WORK ITEM —
Which lines in the records below mention the word "crate"? Copy each one out.

Records from a collection —
== Segment start ==
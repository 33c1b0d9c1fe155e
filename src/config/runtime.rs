// Copyright (c) 2025 Steve Wagner (ciroque@live.com)
// SPDX-License-Identifier: MIT

use std::collections::HashMap;
use std::sync::Arc;

use crate::config::Config;
use crate::errors::RegistryError;
use crate::pipeline::{MediaSet, ObjectId, PipelineHandle};
use crate::registry::FactoryRegistry;

/// A populated media set plus the mapping from config ids to live handles.
pub struct Runtime {
    pub media_set: Arc<MediaSet>,
    pub pipelines: HashMap<String, PipelineHandle>,
    pub elements: HashMap<String, ObjectId>,
}

impl Runtime {
    /// Live object id of the element declared as `config_id`.
    pub fn element(&self, config_id: &str) -> Option<&ObjectId> {
        self.elements.get(config_id)
    }

    pub fn pipeline(&self, config_id: &str) -> Option<&PipelineHandle> {
        self.pipelines.get(config_id)
    }
}

/// Runtime builder - creates the media set, its pipelines and elements from
/// configuration.
///
/// # Examples
///
/// ```
/// use plugin_sample::config::{Config, FilterDefaults, RuntimeBuilder};
///
/// let config = Config {
///     defaults: FilterDefaults::default(),
///     pipelines: vec![],
///     elements: vec![],
/// };
///
/// let runtime = RuntimeBuilder::from_config(&config).unwrap();
/// assert!(runtime.elements.is_empty());
/// ```
pub struct RuntimeBuilder;

impl RuntimeBuilder {
    /// Build a runtime against the builtin factory registry.
    ///
    /// The config is expected to have passed validation; a reference that
    /// still fails to resolve surfaces as a `RegistryError`.
    pub fn from_config(cfg: &Config) -> Result<Runtime, RegistryError> {
        Self::with_registry(cfg, Arc::new(FactoryRegistry::builtin()))
    }

    pub fn with_registry(cfg: &Config, registry: Arc<FactoryRegistry>) -> Result<Runtime, RegistryError> {
        let media_set = Arc::new(MediaSet::new(registry, cfg.defaults.clone()));

        let mut pipelines = HashMap::new();
        for p in &cfg.pipelines {
            let handle = media_set.create_pipeline(p.display_name());
            pipelines.insert(p.id.clone(), handle);
        }

        let mut elements = HashMap::new();
        for e in &cfg.elements {
            let pipeline = pipelines
                .get(&e.pipeline)
                .ok_or_else(|| RegistryError::PipelineNotFound(e.pipeline.clone()))?;
            let object = media_set.create_element(&e.type_name, &e.constructor_params(), pipeline)?;
            elements.insert(e.id.clone(), object.id().clone());
        }

        Ok(Runtime {
            media_set,
            pipelines,
            elements,
        })
    }
}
== Segment end ==
RESULT —
use crate::config::Config;
use crate::errors::RegistryError;
use crate::pipeline::{MediaSet, ObjectId, PipelineHandle};
use crate::registry::FactoryRegistry;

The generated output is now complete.